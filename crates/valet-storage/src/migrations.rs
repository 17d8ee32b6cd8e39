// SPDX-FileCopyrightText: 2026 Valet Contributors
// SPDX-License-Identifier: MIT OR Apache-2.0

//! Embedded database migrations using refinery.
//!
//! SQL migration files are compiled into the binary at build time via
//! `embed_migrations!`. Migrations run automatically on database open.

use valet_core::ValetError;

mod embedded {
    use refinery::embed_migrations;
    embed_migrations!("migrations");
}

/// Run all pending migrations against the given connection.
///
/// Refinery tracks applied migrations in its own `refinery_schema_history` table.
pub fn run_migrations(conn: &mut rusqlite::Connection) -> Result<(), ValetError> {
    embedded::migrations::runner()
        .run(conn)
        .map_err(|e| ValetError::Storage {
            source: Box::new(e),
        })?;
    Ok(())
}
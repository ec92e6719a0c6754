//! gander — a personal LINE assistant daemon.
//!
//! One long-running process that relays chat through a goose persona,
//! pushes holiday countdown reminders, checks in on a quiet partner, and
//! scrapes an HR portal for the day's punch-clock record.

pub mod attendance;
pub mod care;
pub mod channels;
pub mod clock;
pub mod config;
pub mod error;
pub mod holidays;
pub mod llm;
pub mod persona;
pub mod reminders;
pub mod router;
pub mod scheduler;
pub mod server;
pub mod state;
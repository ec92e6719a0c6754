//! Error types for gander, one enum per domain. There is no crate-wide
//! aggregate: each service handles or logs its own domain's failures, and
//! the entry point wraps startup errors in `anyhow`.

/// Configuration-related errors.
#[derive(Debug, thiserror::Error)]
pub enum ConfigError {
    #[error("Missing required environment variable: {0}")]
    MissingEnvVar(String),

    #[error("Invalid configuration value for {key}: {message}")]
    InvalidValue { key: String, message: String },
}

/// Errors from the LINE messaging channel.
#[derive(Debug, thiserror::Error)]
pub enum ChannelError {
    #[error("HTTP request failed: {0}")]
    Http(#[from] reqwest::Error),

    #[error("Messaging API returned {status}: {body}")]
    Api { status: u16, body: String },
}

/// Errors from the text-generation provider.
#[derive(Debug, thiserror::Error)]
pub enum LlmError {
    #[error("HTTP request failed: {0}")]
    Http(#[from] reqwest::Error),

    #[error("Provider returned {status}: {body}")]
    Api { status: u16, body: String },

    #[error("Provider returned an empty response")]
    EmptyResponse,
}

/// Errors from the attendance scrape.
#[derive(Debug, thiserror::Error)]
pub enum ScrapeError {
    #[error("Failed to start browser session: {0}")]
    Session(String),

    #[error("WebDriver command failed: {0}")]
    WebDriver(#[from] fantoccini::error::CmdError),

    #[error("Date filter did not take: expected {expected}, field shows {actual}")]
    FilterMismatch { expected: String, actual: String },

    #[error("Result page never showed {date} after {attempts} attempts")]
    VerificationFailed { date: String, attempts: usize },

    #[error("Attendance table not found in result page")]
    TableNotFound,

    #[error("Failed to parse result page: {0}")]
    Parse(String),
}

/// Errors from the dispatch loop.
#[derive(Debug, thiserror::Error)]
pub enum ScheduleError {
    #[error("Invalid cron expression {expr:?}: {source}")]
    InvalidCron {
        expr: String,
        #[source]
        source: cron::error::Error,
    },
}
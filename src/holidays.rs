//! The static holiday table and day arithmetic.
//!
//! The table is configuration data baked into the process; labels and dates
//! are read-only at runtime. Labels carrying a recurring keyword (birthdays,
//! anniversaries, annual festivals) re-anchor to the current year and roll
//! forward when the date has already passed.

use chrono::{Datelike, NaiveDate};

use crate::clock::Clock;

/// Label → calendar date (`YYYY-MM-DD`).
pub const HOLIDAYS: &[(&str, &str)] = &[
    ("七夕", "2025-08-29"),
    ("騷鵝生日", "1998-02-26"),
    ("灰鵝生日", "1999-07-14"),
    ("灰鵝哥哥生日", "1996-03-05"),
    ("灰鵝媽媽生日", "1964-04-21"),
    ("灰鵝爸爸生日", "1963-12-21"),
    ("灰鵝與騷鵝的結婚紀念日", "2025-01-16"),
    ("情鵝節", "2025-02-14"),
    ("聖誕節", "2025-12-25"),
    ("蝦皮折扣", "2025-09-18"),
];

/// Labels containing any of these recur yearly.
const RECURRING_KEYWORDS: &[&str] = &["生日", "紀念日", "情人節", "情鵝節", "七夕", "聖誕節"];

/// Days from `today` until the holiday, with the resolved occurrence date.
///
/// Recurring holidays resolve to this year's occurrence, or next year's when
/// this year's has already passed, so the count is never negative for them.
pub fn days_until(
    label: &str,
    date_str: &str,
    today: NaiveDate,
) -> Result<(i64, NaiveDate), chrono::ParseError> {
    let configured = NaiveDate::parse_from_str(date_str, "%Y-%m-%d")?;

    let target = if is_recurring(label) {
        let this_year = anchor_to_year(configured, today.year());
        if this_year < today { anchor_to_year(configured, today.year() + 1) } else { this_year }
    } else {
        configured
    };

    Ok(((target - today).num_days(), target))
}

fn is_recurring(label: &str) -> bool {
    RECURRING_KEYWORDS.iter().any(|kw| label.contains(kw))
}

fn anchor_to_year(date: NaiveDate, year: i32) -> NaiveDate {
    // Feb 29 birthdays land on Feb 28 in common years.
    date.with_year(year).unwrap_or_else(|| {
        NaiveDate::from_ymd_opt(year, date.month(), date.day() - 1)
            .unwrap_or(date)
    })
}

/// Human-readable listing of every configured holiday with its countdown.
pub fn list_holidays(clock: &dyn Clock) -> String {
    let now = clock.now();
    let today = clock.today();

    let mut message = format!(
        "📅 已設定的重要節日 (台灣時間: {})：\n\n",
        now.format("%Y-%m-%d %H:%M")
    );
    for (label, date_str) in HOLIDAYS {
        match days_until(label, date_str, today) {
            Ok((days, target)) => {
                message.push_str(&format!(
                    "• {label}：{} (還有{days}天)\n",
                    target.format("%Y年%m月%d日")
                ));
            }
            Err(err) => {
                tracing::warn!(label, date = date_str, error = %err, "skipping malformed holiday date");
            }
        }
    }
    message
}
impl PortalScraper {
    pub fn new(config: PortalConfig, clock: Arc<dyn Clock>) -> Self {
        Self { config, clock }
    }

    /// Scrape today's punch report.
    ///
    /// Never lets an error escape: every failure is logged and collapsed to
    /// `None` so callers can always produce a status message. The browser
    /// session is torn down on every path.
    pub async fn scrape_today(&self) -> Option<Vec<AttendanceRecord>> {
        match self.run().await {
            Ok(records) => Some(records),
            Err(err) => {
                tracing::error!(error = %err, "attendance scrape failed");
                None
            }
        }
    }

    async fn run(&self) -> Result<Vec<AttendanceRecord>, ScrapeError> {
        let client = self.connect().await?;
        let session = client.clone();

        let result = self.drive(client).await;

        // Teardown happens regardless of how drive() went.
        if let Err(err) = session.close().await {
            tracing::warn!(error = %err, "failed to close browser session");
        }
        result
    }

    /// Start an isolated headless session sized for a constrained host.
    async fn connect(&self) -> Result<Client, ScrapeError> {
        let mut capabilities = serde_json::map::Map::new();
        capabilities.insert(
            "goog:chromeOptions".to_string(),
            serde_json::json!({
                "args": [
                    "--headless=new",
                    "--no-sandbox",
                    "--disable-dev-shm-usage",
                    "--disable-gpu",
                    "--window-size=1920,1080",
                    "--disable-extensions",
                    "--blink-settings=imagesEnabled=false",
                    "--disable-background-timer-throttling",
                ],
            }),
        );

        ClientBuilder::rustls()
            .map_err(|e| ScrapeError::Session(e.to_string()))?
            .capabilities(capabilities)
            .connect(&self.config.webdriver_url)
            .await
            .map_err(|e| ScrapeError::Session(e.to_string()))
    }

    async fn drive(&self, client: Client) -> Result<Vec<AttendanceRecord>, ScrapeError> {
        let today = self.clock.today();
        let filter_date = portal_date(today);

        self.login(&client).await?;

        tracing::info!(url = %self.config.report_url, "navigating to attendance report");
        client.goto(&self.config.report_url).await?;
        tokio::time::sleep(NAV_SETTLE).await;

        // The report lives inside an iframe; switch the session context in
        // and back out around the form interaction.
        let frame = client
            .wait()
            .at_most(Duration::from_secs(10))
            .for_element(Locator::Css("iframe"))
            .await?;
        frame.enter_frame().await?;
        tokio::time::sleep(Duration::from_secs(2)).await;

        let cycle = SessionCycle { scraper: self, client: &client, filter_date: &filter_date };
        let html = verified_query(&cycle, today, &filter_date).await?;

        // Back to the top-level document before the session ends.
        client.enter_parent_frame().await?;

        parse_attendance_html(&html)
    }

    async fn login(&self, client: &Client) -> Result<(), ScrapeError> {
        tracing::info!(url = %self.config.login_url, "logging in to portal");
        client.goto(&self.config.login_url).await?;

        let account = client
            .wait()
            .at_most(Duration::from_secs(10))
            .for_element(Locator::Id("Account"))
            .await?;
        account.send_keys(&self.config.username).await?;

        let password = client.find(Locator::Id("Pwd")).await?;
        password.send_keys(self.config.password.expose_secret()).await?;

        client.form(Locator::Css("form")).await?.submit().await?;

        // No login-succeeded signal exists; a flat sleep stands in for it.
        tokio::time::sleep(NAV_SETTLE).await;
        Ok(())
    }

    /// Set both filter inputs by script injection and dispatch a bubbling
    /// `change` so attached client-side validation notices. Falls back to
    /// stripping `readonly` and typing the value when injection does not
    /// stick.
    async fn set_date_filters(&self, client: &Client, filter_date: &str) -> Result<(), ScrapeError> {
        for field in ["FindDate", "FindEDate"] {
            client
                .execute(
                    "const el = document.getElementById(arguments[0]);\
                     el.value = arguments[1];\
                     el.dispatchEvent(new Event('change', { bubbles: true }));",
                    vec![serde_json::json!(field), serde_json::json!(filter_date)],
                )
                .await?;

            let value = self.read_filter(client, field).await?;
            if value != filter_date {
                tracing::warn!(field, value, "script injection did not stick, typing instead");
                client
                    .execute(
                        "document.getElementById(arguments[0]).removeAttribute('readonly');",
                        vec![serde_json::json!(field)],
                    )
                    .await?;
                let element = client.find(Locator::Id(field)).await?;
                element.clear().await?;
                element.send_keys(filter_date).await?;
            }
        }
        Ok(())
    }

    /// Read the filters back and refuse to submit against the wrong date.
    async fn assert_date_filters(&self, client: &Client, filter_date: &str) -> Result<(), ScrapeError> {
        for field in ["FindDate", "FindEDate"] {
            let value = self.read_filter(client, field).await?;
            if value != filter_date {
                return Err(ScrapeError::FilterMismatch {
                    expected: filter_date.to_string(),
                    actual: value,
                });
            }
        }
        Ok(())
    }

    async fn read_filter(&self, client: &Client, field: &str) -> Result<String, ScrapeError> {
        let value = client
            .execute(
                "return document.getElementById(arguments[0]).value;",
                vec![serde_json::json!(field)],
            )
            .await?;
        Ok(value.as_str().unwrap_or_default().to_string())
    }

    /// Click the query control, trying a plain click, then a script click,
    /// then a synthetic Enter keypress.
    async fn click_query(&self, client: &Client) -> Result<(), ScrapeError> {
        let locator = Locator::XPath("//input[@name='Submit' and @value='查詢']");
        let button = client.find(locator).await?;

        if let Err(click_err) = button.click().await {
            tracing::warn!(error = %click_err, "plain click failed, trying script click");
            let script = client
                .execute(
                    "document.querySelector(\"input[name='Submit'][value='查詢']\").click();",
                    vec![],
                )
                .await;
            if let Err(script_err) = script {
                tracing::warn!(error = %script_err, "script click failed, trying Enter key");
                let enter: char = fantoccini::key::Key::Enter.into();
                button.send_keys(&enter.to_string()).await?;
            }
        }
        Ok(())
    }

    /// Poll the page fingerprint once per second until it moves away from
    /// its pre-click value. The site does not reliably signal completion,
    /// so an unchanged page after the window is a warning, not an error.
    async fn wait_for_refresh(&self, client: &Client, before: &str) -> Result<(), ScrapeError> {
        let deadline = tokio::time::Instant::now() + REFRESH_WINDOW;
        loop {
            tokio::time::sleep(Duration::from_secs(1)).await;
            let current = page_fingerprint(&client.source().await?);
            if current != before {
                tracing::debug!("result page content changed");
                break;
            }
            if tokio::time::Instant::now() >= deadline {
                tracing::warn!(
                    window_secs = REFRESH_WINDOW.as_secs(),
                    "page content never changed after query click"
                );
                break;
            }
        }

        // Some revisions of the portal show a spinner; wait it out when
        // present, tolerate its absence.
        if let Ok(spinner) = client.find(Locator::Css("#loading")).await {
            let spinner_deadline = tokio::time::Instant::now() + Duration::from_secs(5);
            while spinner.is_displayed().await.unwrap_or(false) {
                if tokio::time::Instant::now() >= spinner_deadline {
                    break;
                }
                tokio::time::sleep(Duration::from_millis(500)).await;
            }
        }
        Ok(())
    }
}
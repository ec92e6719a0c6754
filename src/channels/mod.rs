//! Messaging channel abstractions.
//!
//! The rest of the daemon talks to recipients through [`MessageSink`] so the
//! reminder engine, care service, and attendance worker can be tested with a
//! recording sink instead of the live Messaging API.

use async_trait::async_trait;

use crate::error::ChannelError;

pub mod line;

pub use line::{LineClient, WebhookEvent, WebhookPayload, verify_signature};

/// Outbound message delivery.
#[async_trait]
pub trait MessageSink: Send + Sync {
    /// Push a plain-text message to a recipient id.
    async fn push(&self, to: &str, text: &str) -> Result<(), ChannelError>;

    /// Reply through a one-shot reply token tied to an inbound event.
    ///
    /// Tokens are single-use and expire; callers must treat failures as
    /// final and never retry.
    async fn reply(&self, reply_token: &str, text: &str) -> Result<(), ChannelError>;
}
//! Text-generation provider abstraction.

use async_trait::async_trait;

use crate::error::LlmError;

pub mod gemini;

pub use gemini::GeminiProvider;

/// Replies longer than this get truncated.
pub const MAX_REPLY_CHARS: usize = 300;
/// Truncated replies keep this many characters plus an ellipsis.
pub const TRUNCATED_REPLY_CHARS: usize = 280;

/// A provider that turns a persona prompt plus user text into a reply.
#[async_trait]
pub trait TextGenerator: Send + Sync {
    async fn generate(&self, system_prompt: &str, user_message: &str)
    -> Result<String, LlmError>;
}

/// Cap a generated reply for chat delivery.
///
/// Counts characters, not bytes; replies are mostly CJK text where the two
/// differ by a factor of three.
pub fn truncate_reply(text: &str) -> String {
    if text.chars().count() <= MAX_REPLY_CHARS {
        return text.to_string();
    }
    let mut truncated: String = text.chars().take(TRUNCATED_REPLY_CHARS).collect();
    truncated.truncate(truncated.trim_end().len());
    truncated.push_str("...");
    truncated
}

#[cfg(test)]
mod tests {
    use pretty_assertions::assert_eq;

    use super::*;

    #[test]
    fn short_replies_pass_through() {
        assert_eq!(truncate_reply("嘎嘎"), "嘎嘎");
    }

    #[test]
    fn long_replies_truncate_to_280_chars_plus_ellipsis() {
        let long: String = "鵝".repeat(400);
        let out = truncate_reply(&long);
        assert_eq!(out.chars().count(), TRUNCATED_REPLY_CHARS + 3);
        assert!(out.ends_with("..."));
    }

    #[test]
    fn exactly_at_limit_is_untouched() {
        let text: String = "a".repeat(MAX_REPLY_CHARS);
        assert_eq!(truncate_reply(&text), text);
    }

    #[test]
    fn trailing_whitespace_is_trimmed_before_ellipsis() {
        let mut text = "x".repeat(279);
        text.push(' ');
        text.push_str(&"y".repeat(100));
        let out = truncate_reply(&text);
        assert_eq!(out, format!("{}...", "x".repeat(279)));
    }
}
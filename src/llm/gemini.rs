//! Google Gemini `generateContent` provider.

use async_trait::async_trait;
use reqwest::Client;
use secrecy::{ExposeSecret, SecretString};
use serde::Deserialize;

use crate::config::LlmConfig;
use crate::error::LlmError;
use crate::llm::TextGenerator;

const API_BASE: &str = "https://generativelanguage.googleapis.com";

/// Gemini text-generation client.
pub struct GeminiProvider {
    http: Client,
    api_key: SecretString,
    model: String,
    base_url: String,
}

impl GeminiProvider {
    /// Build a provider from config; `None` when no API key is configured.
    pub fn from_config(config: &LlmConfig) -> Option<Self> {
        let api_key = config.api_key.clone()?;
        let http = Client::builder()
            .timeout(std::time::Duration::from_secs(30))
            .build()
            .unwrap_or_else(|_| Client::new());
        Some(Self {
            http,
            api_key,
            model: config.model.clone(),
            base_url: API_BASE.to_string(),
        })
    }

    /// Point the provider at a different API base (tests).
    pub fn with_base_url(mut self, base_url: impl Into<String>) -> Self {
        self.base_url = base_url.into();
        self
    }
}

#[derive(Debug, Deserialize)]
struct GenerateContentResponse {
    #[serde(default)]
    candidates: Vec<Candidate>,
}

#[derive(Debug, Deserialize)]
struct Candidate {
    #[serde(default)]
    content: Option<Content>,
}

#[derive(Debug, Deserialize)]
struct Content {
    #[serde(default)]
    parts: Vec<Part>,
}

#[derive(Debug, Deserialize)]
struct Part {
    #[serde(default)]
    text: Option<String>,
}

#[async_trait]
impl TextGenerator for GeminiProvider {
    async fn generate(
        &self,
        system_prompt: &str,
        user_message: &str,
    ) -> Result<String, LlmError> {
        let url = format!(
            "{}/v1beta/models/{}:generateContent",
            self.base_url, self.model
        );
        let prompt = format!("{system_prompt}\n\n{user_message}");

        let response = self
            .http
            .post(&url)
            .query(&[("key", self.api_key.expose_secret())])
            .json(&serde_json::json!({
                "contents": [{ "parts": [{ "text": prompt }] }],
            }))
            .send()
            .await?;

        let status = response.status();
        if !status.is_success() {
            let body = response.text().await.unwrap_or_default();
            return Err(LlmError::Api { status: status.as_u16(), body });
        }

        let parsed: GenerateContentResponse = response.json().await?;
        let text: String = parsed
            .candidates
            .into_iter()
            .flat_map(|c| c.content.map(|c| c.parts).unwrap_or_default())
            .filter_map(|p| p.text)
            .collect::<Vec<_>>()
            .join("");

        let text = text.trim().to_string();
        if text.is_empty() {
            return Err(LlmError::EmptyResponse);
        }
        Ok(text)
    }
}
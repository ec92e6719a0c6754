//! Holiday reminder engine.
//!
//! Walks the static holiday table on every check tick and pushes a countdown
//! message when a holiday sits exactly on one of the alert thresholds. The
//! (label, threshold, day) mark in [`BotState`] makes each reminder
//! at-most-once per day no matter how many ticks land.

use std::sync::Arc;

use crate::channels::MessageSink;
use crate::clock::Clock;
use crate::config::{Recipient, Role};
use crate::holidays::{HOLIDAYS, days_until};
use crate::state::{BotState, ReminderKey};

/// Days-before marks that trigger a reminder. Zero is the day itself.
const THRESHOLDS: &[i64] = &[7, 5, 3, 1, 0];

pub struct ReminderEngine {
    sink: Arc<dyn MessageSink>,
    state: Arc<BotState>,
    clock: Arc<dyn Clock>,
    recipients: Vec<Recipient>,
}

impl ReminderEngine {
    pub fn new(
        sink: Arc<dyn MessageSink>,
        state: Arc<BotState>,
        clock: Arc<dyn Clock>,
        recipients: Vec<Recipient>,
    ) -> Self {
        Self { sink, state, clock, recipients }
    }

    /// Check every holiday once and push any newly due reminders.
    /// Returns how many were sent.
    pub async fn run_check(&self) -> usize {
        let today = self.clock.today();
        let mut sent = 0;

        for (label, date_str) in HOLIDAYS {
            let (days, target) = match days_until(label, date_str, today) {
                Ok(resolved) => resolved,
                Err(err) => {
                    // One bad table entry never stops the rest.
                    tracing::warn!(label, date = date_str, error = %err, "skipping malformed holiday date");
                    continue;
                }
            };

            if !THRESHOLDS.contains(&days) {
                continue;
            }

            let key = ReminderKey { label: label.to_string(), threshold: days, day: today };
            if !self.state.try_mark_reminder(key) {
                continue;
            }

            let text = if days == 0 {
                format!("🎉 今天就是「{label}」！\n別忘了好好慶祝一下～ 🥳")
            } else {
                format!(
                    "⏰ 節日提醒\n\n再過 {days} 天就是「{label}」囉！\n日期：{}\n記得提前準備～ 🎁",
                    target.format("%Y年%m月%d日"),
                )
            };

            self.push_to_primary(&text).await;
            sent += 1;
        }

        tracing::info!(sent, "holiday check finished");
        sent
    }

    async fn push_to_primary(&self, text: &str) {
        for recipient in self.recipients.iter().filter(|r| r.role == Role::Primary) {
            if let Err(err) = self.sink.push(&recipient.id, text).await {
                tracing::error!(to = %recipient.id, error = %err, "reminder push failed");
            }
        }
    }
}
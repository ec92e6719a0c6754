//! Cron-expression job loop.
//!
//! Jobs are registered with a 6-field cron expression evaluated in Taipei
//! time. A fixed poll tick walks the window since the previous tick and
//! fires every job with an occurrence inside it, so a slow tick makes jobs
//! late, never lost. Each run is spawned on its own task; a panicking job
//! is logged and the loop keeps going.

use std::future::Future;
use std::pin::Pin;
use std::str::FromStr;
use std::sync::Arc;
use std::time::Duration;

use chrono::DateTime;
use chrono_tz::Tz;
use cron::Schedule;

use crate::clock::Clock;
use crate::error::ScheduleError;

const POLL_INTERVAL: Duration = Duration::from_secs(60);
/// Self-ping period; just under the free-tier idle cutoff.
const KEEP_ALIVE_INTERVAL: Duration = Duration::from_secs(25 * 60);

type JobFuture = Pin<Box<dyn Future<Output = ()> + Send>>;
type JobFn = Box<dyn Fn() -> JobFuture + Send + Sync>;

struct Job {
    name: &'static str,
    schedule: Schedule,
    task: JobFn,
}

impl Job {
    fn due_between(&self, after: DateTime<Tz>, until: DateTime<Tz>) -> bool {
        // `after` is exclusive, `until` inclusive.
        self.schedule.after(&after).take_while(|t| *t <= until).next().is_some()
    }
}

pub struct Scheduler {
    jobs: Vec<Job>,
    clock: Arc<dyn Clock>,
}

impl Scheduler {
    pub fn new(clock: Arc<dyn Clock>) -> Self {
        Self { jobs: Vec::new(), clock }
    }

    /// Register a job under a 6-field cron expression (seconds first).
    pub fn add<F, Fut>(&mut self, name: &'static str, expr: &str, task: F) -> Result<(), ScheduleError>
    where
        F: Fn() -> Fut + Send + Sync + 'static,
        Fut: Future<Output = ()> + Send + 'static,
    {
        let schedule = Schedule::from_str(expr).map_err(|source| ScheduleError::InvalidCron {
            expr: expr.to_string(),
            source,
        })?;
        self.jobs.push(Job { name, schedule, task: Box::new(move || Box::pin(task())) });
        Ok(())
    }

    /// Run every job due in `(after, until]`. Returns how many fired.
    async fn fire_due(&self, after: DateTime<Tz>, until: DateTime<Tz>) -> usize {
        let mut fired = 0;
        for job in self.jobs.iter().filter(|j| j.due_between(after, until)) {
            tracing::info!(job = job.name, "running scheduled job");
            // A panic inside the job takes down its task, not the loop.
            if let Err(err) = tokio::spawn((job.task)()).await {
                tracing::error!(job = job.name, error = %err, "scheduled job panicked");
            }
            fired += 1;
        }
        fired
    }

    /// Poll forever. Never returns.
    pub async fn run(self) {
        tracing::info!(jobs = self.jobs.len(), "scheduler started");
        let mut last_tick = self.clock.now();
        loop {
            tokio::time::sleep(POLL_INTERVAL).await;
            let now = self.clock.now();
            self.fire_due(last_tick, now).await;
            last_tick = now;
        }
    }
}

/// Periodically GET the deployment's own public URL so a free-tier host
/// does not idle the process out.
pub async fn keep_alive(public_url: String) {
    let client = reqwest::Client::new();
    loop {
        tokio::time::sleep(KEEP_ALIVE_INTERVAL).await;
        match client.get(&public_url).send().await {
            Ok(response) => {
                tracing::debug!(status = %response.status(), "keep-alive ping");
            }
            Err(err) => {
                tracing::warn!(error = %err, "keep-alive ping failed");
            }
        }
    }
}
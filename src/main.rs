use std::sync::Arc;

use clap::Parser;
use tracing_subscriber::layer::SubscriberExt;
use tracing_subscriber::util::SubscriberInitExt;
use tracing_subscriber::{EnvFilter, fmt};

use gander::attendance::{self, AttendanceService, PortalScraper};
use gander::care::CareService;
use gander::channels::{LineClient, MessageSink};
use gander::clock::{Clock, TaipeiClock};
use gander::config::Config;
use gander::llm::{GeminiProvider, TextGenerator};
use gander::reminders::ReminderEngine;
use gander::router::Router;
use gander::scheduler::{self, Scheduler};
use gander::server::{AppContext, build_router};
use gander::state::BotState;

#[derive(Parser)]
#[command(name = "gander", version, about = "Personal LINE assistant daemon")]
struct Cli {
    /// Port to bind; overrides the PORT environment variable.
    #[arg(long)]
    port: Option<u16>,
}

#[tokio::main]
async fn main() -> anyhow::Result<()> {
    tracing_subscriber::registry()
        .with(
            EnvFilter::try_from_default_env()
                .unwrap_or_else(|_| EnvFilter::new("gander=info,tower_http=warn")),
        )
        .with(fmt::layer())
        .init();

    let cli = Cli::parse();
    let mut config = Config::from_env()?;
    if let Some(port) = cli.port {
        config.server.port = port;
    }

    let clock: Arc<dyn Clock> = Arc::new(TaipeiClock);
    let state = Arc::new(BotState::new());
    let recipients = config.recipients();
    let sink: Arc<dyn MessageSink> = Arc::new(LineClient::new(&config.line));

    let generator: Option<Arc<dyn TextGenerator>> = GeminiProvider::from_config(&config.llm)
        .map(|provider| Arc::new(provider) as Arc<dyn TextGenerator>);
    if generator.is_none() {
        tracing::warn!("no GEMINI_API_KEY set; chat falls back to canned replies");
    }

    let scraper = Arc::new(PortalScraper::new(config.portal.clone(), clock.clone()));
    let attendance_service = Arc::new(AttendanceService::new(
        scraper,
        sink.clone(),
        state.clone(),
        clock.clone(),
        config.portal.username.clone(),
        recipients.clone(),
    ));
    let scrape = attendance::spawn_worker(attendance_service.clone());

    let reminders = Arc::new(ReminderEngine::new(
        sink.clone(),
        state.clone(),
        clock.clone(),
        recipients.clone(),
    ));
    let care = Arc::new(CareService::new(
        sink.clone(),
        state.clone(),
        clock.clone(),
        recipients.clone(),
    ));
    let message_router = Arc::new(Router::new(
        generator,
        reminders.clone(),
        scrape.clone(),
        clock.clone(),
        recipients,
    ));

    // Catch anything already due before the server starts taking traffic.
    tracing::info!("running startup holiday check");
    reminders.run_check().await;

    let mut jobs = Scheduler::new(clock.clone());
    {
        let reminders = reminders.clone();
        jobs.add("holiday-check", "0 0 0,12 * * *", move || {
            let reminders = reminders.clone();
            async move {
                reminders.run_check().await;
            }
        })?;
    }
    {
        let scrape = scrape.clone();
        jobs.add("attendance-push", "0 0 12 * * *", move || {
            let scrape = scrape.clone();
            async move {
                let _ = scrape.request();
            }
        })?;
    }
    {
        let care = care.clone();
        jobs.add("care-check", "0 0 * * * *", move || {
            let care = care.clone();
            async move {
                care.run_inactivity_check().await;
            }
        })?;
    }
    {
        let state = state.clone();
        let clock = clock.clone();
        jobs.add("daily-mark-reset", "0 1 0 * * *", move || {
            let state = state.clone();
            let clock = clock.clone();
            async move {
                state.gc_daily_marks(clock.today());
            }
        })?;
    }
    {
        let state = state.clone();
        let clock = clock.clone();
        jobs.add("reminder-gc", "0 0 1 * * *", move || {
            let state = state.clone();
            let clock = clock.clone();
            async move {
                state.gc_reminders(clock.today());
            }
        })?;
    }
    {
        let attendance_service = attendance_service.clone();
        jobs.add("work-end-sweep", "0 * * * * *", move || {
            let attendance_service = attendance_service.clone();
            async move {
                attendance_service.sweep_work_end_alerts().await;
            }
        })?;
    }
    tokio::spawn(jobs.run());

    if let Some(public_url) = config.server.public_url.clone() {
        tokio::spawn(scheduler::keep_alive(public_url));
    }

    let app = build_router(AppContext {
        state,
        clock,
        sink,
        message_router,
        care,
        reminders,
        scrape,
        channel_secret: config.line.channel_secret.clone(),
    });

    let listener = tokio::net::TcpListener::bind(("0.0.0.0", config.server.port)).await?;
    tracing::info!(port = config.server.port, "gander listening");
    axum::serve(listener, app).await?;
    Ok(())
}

____

■ Try it: The first line of the listing above through the line containing "configuration value for": print exactly that, both ends included.

■ Completed task:
filename crates/valet-storage/src/migrations.rs
repository 17d8ee32b6cd8e39
// SPDX-FileCopyrightText: 2026 Valet Contributors
// SPDX-License-Identifier: MIT OR Apache-2.0

//! Embedded database migrations using refinery.
//!
//! SQL migration files are compiled into the binary at build time via
//! `embed_migrations!`. Migrations run automatically on database open.

use valet_core::ValetError;

mod embedded {
    use refinery::embed_migrations;
    embed_migrations!("migrations");
}

/// Run all pending migrations against the given connection.
///
/// Refinery tracks applied migrations in its own `refinery_schema_history` table.
pub fn run_migrations(conn: &mut rusqlite::Connection) -> Result<(), ValetError> {
    embedded::migrations::runner()
        .run(conn)
        .map_err(|e| ValetError::Storage {
            source: Box::new(e),
        })?;
    Ok(())
}
repository ec92e6719a0c6754
//! gander — a personal LINE assistant daemon.
//!
//! One long-running process that relays chat through a goose persona,
//! pushes holiday countdown reminders, checks in on a quiet partner, and
//! scrapes an HR portal for the day's punch-clock record.

pub mod attendance;
pub mod care;
pub mod channels;
pub mod clock;
pub mod config;
pub mod error;
pub mod holidays;
pub mod llm;
pub mod persona;
pub mod reminders;
pub mod router;
pub mod scheduler;
pub mod server;
pub mod state;
repository ec92e6719a0c6754
//! Error types for gander, one enum per domain. There is no crate-wide
//! aggregate: each service handles or logs its own domain's failures, and
//! the entry point wraps startup errors in `anyhow`.

/// Configuration-related errors.
#[derive(Debug, thiserror::Error)]
pub enum ConfigError {
    #[error("Missing required environment variable: {0}")]
    MissingEnvVar(String),

    #[error("Invalid configuration value for {key}: {message}")]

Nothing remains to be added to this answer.